*** Input for this task ***

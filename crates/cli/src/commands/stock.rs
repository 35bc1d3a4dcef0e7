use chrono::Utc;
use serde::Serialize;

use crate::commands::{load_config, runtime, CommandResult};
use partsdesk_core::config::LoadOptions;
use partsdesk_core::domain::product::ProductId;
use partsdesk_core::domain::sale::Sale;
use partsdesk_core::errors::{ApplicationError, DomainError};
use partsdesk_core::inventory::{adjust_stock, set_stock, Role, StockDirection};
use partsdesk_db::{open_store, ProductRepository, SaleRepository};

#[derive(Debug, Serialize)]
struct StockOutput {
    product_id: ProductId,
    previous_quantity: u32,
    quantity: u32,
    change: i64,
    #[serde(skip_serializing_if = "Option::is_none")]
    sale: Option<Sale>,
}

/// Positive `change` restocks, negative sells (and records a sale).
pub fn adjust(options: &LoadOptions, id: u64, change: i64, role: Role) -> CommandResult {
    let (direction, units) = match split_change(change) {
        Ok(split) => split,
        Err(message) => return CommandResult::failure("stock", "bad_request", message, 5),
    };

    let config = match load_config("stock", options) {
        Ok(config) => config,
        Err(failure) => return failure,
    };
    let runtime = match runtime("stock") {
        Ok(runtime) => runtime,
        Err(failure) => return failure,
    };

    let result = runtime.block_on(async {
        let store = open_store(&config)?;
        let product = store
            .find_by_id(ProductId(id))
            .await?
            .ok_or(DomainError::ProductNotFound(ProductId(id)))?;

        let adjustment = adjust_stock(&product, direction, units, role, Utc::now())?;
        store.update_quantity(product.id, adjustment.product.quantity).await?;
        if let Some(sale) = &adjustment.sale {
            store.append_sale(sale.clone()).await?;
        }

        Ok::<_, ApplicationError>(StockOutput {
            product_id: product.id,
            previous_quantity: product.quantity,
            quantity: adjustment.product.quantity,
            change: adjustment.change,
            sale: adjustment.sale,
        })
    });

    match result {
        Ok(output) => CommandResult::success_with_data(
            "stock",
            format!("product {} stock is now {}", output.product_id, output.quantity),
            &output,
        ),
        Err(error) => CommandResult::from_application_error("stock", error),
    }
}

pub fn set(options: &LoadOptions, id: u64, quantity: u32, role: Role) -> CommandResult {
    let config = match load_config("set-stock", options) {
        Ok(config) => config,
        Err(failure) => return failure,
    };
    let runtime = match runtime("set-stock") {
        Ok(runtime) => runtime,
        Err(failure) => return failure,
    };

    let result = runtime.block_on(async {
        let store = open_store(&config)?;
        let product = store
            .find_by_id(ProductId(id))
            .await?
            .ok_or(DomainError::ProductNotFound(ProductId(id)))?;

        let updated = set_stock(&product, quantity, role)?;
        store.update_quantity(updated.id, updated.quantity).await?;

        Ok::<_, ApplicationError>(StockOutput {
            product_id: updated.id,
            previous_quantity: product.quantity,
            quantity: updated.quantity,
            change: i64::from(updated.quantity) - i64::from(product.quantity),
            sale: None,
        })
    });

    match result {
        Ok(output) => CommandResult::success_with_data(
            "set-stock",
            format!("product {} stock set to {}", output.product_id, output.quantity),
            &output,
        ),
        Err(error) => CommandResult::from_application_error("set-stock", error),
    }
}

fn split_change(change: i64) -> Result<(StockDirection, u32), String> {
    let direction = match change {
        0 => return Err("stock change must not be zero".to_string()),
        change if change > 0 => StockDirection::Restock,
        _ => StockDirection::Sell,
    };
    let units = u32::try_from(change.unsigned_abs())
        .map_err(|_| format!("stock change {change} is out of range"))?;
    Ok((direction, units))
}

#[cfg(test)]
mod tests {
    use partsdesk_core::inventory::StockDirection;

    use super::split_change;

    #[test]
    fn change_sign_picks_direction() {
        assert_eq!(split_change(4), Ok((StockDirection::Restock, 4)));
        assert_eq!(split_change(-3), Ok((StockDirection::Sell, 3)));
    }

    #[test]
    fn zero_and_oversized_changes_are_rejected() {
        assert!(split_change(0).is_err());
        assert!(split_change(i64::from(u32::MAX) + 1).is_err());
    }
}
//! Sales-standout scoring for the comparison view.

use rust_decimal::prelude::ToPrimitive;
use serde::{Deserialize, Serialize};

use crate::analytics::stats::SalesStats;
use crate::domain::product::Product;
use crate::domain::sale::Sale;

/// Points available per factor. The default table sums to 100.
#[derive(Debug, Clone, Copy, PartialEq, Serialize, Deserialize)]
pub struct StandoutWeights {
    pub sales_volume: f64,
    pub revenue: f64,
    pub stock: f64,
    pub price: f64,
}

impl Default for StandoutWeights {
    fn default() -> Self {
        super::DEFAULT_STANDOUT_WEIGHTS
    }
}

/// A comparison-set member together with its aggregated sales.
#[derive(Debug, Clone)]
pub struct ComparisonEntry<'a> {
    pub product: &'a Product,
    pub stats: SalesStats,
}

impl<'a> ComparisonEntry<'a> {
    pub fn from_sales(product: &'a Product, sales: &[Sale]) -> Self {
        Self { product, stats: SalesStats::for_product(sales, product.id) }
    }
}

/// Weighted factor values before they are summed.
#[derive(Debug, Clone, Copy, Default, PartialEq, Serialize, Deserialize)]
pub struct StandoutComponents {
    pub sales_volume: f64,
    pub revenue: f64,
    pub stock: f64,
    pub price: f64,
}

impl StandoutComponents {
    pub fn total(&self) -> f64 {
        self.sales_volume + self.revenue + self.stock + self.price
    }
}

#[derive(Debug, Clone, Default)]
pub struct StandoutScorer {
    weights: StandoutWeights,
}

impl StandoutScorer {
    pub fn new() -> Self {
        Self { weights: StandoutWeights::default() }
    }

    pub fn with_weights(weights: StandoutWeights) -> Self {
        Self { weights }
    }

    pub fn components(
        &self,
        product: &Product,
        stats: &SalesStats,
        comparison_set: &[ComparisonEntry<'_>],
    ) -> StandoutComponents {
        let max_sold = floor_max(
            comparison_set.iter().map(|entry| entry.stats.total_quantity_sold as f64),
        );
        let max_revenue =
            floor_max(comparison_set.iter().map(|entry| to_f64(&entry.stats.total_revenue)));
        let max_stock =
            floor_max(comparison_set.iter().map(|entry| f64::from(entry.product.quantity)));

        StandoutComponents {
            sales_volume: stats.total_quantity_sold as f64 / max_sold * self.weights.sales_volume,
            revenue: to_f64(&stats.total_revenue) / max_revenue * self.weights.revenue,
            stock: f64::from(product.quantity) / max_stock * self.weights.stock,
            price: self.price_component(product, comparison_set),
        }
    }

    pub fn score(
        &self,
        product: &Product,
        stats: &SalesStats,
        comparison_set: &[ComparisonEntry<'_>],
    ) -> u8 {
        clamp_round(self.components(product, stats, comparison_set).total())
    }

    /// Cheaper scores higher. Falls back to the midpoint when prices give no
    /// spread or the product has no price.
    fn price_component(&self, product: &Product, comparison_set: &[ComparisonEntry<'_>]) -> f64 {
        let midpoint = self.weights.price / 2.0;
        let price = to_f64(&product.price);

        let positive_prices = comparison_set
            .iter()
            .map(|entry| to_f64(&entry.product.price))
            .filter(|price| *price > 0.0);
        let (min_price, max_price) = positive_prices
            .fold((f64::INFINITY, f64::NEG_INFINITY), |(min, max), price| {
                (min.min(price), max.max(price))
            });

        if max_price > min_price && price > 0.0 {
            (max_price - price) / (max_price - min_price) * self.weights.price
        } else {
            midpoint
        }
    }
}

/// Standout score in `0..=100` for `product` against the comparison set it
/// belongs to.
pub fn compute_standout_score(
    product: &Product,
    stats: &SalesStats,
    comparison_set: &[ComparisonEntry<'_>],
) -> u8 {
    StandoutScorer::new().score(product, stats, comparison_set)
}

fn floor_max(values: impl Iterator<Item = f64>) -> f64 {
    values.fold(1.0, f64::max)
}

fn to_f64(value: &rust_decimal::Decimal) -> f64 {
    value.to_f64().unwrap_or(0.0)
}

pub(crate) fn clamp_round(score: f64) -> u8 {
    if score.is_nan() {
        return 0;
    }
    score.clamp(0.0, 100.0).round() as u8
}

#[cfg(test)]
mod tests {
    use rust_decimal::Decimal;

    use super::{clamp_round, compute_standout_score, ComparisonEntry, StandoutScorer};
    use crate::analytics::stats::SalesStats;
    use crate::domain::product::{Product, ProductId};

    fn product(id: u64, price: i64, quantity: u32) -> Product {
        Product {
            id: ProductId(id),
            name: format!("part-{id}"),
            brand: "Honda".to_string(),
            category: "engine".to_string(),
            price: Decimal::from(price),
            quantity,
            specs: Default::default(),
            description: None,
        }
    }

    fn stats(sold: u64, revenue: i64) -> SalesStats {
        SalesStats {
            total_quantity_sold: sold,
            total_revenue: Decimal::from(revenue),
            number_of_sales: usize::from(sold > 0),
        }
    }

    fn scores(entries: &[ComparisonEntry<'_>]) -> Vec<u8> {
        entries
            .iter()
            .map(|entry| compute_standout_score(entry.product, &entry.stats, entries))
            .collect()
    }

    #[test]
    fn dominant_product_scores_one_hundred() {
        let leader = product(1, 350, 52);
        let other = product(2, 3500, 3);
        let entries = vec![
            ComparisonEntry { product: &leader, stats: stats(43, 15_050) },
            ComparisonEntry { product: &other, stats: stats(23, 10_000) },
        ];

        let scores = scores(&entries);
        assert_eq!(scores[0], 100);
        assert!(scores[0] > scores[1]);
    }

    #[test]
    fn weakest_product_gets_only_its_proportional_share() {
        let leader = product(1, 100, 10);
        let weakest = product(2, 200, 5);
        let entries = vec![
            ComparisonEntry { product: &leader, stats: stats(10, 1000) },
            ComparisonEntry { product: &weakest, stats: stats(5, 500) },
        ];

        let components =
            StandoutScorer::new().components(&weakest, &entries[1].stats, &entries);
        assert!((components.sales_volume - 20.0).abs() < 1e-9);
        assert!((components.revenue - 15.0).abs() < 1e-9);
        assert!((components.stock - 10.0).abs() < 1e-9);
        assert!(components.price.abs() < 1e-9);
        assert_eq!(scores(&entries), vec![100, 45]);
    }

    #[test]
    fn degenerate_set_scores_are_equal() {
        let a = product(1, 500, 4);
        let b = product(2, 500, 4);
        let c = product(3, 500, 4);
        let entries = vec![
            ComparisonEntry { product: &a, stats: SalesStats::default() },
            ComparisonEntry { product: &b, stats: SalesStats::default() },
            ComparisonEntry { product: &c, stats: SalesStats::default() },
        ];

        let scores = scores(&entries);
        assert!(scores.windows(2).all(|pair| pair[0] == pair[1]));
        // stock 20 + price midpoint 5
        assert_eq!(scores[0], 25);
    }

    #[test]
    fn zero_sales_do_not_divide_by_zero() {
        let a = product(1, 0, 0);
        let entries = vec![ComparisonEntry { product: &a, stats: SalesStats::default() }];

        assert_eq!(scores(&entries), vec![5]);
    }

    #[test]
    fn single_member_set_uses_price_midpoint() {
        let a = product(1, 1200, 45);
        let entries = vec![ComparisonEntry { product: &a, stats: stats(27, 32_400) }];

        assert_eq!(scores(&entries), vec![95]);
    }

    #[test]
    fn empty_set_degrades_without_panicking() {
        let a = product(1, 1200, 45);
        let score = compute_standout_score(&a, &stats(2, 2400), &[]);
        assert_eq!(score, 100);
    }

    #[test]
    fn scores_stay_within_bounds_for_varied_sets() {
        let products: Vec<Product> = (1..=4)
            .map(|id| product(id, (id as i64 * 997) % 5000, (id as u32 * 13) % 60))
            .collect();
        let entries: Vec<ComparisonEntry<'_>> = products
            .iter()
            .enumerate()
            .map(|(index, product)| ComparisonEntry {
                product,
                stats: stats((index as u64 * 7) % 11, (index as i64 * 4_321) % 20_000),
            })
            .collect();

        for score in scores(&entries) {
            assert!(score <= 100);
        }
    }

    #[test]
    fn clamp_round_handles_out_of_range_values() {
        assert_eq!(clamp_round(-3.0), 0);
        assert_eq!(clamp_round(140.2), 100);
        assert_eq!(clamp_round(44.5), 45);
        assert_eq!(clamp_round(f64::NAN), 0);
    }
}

***
*** Input for this task ***

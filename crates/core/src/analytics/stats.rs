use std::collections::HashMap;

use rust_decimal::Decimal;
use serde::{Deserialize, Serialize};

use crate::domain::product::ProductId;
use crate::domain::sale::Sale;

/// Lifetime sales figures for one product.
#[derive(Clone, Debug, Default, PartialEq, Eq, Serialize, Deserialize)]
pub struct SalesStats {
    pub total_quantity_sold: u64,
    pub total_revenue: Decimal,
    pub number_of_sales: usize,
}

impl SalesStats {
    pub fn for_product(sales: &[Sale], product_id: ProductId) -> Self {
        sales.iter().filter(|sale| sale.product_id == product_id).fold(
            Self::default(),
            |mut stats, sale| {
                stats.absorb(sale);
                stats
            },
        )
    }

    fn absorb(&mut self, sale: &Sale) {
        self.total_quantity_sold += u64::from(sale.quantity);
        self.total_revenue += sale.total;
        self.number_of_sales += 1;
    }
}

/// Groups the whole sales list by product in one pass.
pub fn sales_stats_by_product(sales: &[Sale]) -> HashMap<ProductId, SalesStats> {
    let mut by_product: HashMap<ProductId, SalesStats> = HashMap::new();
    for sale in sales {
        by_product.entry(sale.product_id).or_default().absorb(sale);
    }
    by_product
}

***

Task objective – Count how many lines of the records hold the string "other"; the answer is that number alone.

Response area – 2